TASK REQUIREMENTS ▸ Every line below that has "write" in it should be copied.

DATA FOR REVIEW ▸

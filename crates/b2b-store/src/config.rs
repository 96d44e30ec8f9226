//! # Store Configuration
//!
//! ## Configuration Sources
//! ```text
//! ┌─────────────────────────────────────────────────────────────────────────┐
//! │                    Configuration Priority                               │
//! │                                                                         │
//! │  1. Environment Variables (highest priority)                           │
//! │     B2B_SELECTOR_CACHE_SIZE=25                                         │
//! │     B2B_LOG_FILTER=debug                                               │
//! │     B2B_WARNING_THRESHOLD_BPS=9000                                     │
//! │                                                                         │
//! │  2. TOML Config File                                                   │
//! │     ~/.config/b2b-storefront/store.toml (Linux)                        │
//! │     ~/Library/Application Support/com.b2b.storefront/store.toml (macOS)│
//! │                                                                         │
//! │  3. Default Values (lowest priority)                                   │
//! └─────────────────────────────────────────────────────────────────────────┘
//! ```
//!
//! ## Configuration File Format
//! ```toml
//! # store.toml
//! [selectors]
//! item_cache_size = 10
//!
//! [logging]
//! filter = "info,b2b=debug"
//!
//! [cart]
//! warning_threshold_bps = 8000  # 80% of a spending limit
//! ```

use std::path::PathBuf;

use b2b_core::{DEFAULT_SELECTOR_CACHE_SIZE, DEFAULT_WARNING_THRESHOLD_BPS};
use serde::{Deserialize, Serialize};
use tracing::{debug, info, warn};

use crate::error::{StoreError, StoreResult};

// =============================================================================
// Sections
// =============================================================================

#[derive(Debug, Clone, PartialEq, Eq, Serialize, Deserialize)]
pub struct SelectorSettings {
    /// Capacity of each parameterized selector cache (item by product id,
    /// limit by id, ...).
    #[serde(default = "default_item_cache_size")]
    pub item_cache_size: usize,
}

fn default_item_cache_size() -> usize {
    DEFAULT_SELECTOR_CACHE_SIZE
}

impl Default for SelectorSettings {
    fn default() -> Self {
        SelectorSettings {
            item_cache_size: default_item_cache_size(),
        }
    }
}

#[derive(Debug, Clone, PartialEq, Eq, Serialize, Deserialize)]
pub struct LoggingSettings {
    /// `EnvFilter` directives used when `RUST_LOG` is not set.
    #[serde(default = "default_log_filter")]
    pub filter: String,
}

fn default_log_filter() -> String {
    "info,b2b=debug".to_string()
}

impl Default for LoggingSettings {
    fn default() -> Self {
        LoggingSettings {
            filter: default_log_filter(),
        }
    }
}

#[derive(Debug, Clone, PartialEq, Eq, Serialize, Deserialize)]
pub struct CartSettings {
    /// Utilisation, in basis points, at which a spending limit is reported
    /// as nearly exhausted.
    #[serde(default = "default_warning_threshold")]
    pub warning_threshold_bps: i64,
}

fn default_warning_threshold() -> i64 {
    DEFAULT_WARNING_THRESHOLD_BPS
}

impl Default for CartSettings {
    fn default() -> Self {
        CartSettings {
            warning_threshold_bps: default_warning_threshold(),
        }
    }
}

// =============================================================================
// Store Config
// =============================================================================

#[derive(Debug, Clone, PartialEq, Eq, Default, Serialize, Deserialize)]
pub struct StoreConfig {
    #[serde(default)]
    pub selectors: SelectorSettings,

    #[serde(default)]
    pub logging: LoggingSettings,

    #[serde(default)]
    pub cart: CartSettings,
}

impl StoreConfig {
    /// Loads configuration from file, environment, and defaults.
    ///
    /// ## Load Order (later overrides earlier)
    /// 1. Default values
    /// 2. Config file (store.toml)
    /// 3. Environment variables
    pub fn load(config_path: Option<PathBuf>) -> StoreResult<Self> {
        let mut config = Self::default();

        if let Some(path) = config_path.or_else(Self::default_config_path) {
            if path.exists() {
                info!(?path, "Loading store config from file");
                let contents = std::fs::read_to_string(&path)?;
                config = toml::from_str(&contents)?;
            } else {
                debug!(?path, "Config file not found, using defaults");
            }
        }

        config.apply_env_overrides();
        config.validate()?;

        Ok(config)
    }

    /// Loads config or returns default if load fails.
    pub fn load_or_default(config_path: Option<PathBuf>) -> Self {
        Self::load(config_path).unwrap_or_else(|e| {
            warn!("Failed to load store config: {}. Using defaults.", e);
            Self::default()
        })
    }

    /// Saves configuration to file.
    pub fn save(&self, config_path: Option<PathBuf>) -> StoreResult<()> {
        let path = config_path
            .or_else(Self::default_config_path)
            .ok_or_else(|| StoreError::ConfigSaveFailed("No config path available".into()))?;

        if let Some(parent) = path.parent() {
            std::fs::create_dir_all(parent)?;
        }

        let contents = toml::to_string_pretty(self)?;
        std::fs::write(&path, contents)?;

        info!(?path, "Store config saved");
        Ok(())
    }

    pub fn validate(&self) -> StoreResult<()> {
        if self.selectors.item_cache_size == 0 {
            return Err(StoreError::InvalidConfig(
                "item_cache_size must be greater than 0".into(),
            ));
        }

        if !(1..=10_000).contains(&self.cart.warning_threshold_bps) {
            return Err(StoreError::InvalidConfig(format!(
                "warning_threshold_bps must be between 1 and 10000, got: {}",
                self.cart.warning_threshold_bps
            )));
        }

        if self.logging.filter.trim().is_empty() {
            return Err(StoreError::InvalidConfig("logging filter must not be empty".into()));
        }

        Ok(())
    }

    fn apply_env_overrides(&mut self) {
        self.apply_overrides(|key| std::env::var(key).ok());
    }

    /// Applies overrides from any key lookup; unparsable values are logged
    /// and ignored.
    fn apply_overrides(&mut self, lookup: impl Fn(&str) -> Option<String>) {
        if let Some(size) = lookup("B2B_SELECTOR_CACHE_SIZE") {
            match size.parse::<usize>() {
                Ok(parsed) => {
                    debug!(size = parsed, "Overriding selector cache size from environment");
                    self.selectors.item_cache_size = parsed;
                }
                Err(_) => warn!(value = %size, "Ignoring invalid B2B_SELECTOR_CACHE_SIZE"),
            }
        }

        if let Some(filter) = lookup("B2B_LOG_FILTER") {
            self.logging.filter = filter;
        }

        if let Some(bps) = lookup("B2B_WARNING_THRESHOLD_BPS") {
            match bps.parse::<i64>() {
                Ok(parsed) => {
                    debug!(bps = parsed, "Overriding warning threshold from environment");
                    self.cart.warning_threshold_bps = parsed;
                }
                Err(_) => warn!(value = %bps, "Ignoring invalid B2B_WARNING_THRESHOLD_BPS"),
            }
        }
    }

    fn default_config_path() -> Option<PathBuf> {
        directories::ProjectDirs::from("com", "b2b", "storefront")
            .map(|dirs| dirs.config_dir().join("store.toml"))
    }
}

#[cfg(test)]
mod tests {
    use super::*;
    use std::collections::HashMap;

    #[test]
    fn test_defaults_are_valid() {
        let config = StoreConfig::default();
        assert!(config.validate().is_ok());
        assert_eq!(config.selectors.item_cache_size, DEFAULT_SELECTOR_CACHE_SIZE);
        assert_eq!(config.cart.warning_threshold_bps, 8_000);
    }

    #[test]
    fn test_partial_file_keeps_other_defaults() {
        let config: StoreConfig = toml::from_str("[cart]\nwarning_threshold_bps = 9500\n").unwrap();
        assert_eq!(config.cart.warning_threshold_bps, 9_500);
        assert_eq!(config.selectors, SelectorSettings::default());
        assert_eq!(config.logging.filter, "info,b2b=debug");
    }

    #[test]
    fn test_overrides() {
        let vars: HashMap<&str, &str> = [
            ("B2B_SELECTOR_CACHE_SIZE", "32"),
            ("B2B_LOG_FILTER", "warn"),
            ("B2B_WARNING_THRESHOLD_BPS", "not-a-number"),
        ]
        .into_iter()
        .collect();

        let mut config = StoreConfig::default();
        config.apply_overrides(|key| vars.get(key).map(|v| v.to_string()));

        assert_eq!(config.selectors.item_cache_size, 32);
        assert_eq!(config.logging.filter, "warn");
        assert_eq!(config.cart.warning_threshold_bps, 8_000);
    }

    #[test]
    fn test_validation_rejects_bad_values() {
        let mut config = StoreConfig::default();
        config.selectors.item_cache_size = 0;
        assert!(matches!(config.validate(), Err(StoreError::InvalidConfig(_))));

        let mut config = StoreConfig::default();
        config.cart.warning_threshold_bps = 12_000;
        assert!(config.validate().is_err());

        let mut config = StoreConfig::default();
        config.logging.filter = "  ".to_string();
        assert!(config.validate().is_err());
    }

    #[test]
    fn test_save_then_load() {
        let dir = tempfile::tempdir().unwrap();
        let path = dir.path().join("nested").join("store.toml");

        let mut config = StoreConfig::default();
        config.selectors.item_cache_size = 4;
        config.save(Some(path.clone())).unwrap();

        let loaded: StoreConfig = toml::from_str(&std::fs::read_to_string(&path).unwrap()).unwrap();
        assert_eq!(loaded, config);
    }

    #[test]
    fn test_load_or_default_falls_back_on_malformed_file() {
        let dir = tempfile::tempdir().unwrap();
        let path = dir.path().join("store.toml");
        std::fs::write(&path, "[selectors]\nitem_cache_size = \"lots\"\n").unwrap();

        assert!(StoreConfig::load(Some(path.clone())).is_err());
        assert_eq!(StoreConfig::load_or_default(Some(path)), StoreConfig::default());
    }
}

EXERCISE SOLUTION ▸
        std::fs::write(&path, contents)?;
        std::fs::write(&path, "[selectors]\nitem_cache_size = \"lots\"\n").unwrap();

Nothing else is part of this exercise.